I felt that I needed to educate people so they could know that with early detection there's an over 90% cure rate. I became almost encyclopedic with my knowledge of colon cancer and colonoscopies. Obviously, he was too young to be screened and to get a colonoscopy, but I think, had I known everything then that I know now, I would've been much more aware of the symptoms. I think I would've urged him to talk to his doctor about colon cancer screening, but like so many young men, Jay didn't even have an internist. He came to my internist when he was doubled over in pain and our nanny called right after the Today show ended and said, "You need to come home. Jay is really in excruciating pain." So I just felt I wanted to spare other families from what we had endured, and I thought this is probably something that needed to be done.

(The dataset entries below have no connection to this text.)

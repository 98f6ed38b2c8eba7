//! CLI command implementations

pub mod categories;
pub mod check;
pub mod completions;
pub mod parts;
pub mod revise;
pub mod serve;
pub mod show;
pub mod sources;
pub mod update;
//! `partmaster show` command - a part as the KiCad library serves it

use console::style;
use miette::{IntoDiagnostic, Result};
use tabled::{builder::Builder, settings::Style};

use crate::cli::helpers::{escape_tsv, open_projection, print_structured};
use crate::cli::{GlobalOpts, OutputFormat};
use crate::kicad::PartDetail;

#[derive(clap::Args, Debug)]
pub struct ShowArgs {
    /// Internal part number, e.g. CAP-001-0001
    pub ipn: String,
}

pub fn run(args: ShowArgs, global: &GlobalOpts) -> Result<()> {
    let projection = open_projection(global);
    let detail = projection.part_detail(&args.ipn).into_diagnostic()?;
    print_detail(&detail, global.format)
}

/// Print a part detail; shared with the commands that modify parts
pub fn print_detail(detail: &PartDetail, format: OutputFormat) -> Result<()> {
    if print_structured(detail, format)? {
        return Ok(());
    }

    match format {
        OutputFormat::Id => println!("{}", detail.id),
        OutputFormat::Tsv => {
            for (key, field) in detail.fields.iter() {
                println!("{}\t{}", key, escape_tsv(&field.value));
            }
        }
        _ => {
            println!("{}", style(&detail.id).cyan().bold());
            if !detail.name.is_empty() {
                println!("{}", detail.name);
            }
            println!(
                "{} {}   {} {}",
                style("Symbol:").dim(),
                detail.symbol_id_str,
                style("Revision:").dim(),
                if detail.revision.is_empty() { "-" } else { detail.revision.as_str() }
            );

            if !detail.fields.is_empty() {
                println!();
                let mut builder = Builder::default();
                builder.push_record(["Field", "Value"]);
                for (key, field) in detail.fields.iter() {
                    builder.push_record([key, field.value.as_str()]);
                }
                println!("{}", builder.build().with(Style::markdown()));
            }
        }
    }
    Ok(())
}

I think that we have this phobia about talking about this part of our bodies. I was reading The Emperor of All Maladies by Sid Mukherjee – which won a Pulitzer Prize and is sort of the history of cancer – and I thought it was so interesting that in the 1950s when they were looking for a support group for women with breast cancer, in The New York Times they couldn't say "breast cancer." They said, "cancer of the chest cavity." We just have to remove these stigmas. I think people weren't comfortable talking about colons and talking about poop and talking about all the things that we do to have healthy bodies. I remember reading a book to my girls when they were little called "Everybody Poops." I feel like that should be required reading for adults now too because we need to normalize these conversations, and having a healthy colon and preventing colon cancer is just a critical part of maintaining your overall health.

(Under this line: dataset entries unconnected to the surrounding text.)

//! HTTP binding for [`Api`] on top of tiny_http
//!
//! Requests are handled one at a time on the calling thread, so mutations
//! never interleave.

use std::net::SocketAddr;
use thiserror::Error;
use tiny_http::{Header, Request, Response, Server, StatusCode};
use tracing::{info, warn};

use crate::kicad::api::{Api, ApiRequest, ApiResponse};

#[derive(Debug, Error)]
pub enum ServeError {
    #[error("failed to bind {addr}: {message}")]
    Bind { addr: String, message: String },
}

pub struct LibraryServer {
    server: Server,
}

impl LibraryServer {
    /// Bind to `bind:port`; port 0 picks a free port
    pub fn bind(bind: &str, port: u16) -> Result<Self, ServeError> {
        let addr = format!("{}:{}", bind, port);
        let server = Server::http(&addr).map_err(|e| ServeError::Bind {
            addr: addr.clone(),
            message: e.to_string(),
        })?;
        Ok(Self { server })
    }

    pub fn local_addr(&self) -> Option<SocketAddr> {
        self.server.server_addr().to_ip()
    }

    /// Serve requests until the listener shuts down
    pub fn run(self, mut api: Api) {
        if let Some(addr) = self.local_addr() {
            info!(%addr, "KiCad HTTP library listening");
            info!("  root:       http://{}/v1/", addr);
            info!("  categories: http://{}/v1/categories.json", addr);
            info!("  parts:      http://{}/v1/parts/category/{{category_id}}.json", addr);
            info!("  detail:     http://{}/v1/parts/{{part_id}}.json", addr);
        }

        for mut request in self.server.incoming_requests() {
            let api_request = match read_request(&mut request) {
                Ok(r) => r,
                Err(e) => {
                    warn!(error = %e, "failed to read request body");
                    let bad = Response::from_string("Bad request").with_status_code(StatusCode(400));
                    let _ = request.respond(bad);
                    continue;
                }
            };

            let response = api.handle(&api_request);
            info!(
                method = %api_request.method,
                url = %api_request.url,
                status = response.status,
                "handled"
            );

            if let Err(e) = request.respond(to_response(response)) {
                warn!(error = %e, "failed to send response");
            }
        }
    }
}

fn header_value(request: &Request, name: &'static str) -> Option<String> {
    request
        .headers()
        .iter()
        .find(|h| h.field.equiv(name))
        .map(|h| h.value.as_str().to_string())
}

fn read_request(request: &mut Request) -> std::io::Result<ApiRequest> {
    let mut body = Vec::new();
    request.as_reader().read_to_end(&mut body)?;

    Ok(ApiRequest {
        method: request.method().as_str().to_string(),
        url: request.url().to_string(),
        authorization: header_value(request, "Authorization"),
        host: header_value(request, "Host"),
        forwarded_proto: header_value(request, "X-Forwarded-Proto"),
        body,
    })
}

fn to_response(response: ApiResponse) -> Response<std::io::Cursor<Vec<u8>>> {
    let mut out = Response::from_data(response.body).with_status_code(StatusCode(response.status));
    let content_type = Header::from_bytes(&b"Content-Type"[..], response.content_type.as_bytes());
    if let Ok(header) = content_type {
        out = out.with_header(header);
    }
    out
}

#[cfg(test)]
mod tests {
    use super::*;
    use crate::kicad::projection::CatalogProjection;
    use std::io::{Read, Write};
    use std::net::TcpStream;
    use std::thread;
    use tempfile::tempdir;

    fn roundtrip(addr: SocketAddr, raw: &str) -> String {
        let mut stream = TcpStream::connect(addr).unwrap();
        stream.write_all(raw.as_bytes()).unwrap();
        let mut out = String::new();
        stream.read_to_string(&mut out).unwrap();
        out
    }

    #[test]
    fn test_serves_over_tcp() {
        let dir = tempdir().unwrap();
        std::fs::write(dir.path().join("cap.csv"), "IPN,Description\nCAP-001-0001,100n\n").unwrap();
        let api = Api::new(CatalogProjection::open(dir.path()), Some("t0k".into()));

        let server = LibraryServer::bind("127.0.0.1", 0).unwrap();
        let addr = server.local_addr().unwrap();
        thread::spawn(move || server.run(api));

        let out = roundtrip(addr, "GET /health HTTP/1.1\r\nHost: x\r\nConnection: close\r\n\r\n");
        assert!(out.starts_with("HTTP/1.1 200"));
        assert!(out.ends_with("OK\n"));

        let out = roundtrip(
            addr,
            "GET /v1/parts/CAP-001-0001.json HTTP/1.1\r\nHost: x\r\nAuthorization: Token t0k\r\nConnection: close\r\n\r\n",
        );
        assert!(out.starts_with("HTTP/1.1 200"));
        assert!(out.contains("application/json"));
        assert!(out.contains("\"CAP-001-0001\""));

        let out = roundtrip(
            addr,
            "GET /v1/categories.json HTTP/1.1\r\nHost: x\r\nConnection: close\r\n\r\n",
        );
        assert!(out.starts_with("HTTP/1.1 401"));
    }
}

So to answer your question, Diane, which was very long-winded for me, I was delighted that people paid attention. The fact that people listened and paid attention and went and got screened was incredibly gratifying. I got so many letters: people thanking me that people found polyps, or they found cancerous polyps, or the cancer was detected early enough that they had chemotherapy, but that they were doing well. I had people sending me pictures of their colons and I was like, "Thanks for sharing." Sometimes they would go into a lot of detail and I'd be like, "TMI. Thanks. I'm glad you got screened." But yes, of course. I mean, the idea that you delivered information that helped save someone's life – that prompted them to take action and that action saved their lives – I mean, of course, what better feeling is there than that?
Dr. Diane Reidy-Lagunes:
So for those that are listening: Anyone 45 and older, we very much should get those colonoscopies. Like you said, look for those polyps. You take them out and then you can prevent the cancer from happening.
Katie Couric:
That's right, and it's important that you note that the age has been reduced to 45. For Black Americans, it has been 45 for some time, but because of the alarming incidents of colorectal cancer in younger patients, the age has been lowered. I am working with exact sciences because you can also do stool tests. I think a colonoscopy is still considered the quote-unquote gold standard, but there are some people who won't get a colonoscopy, who, for various reasons, they can't. They have no insurance, they don't have access, they can't miss work, they have daycare concerns, and so any test is really better than no test at all. Whatever test gets done.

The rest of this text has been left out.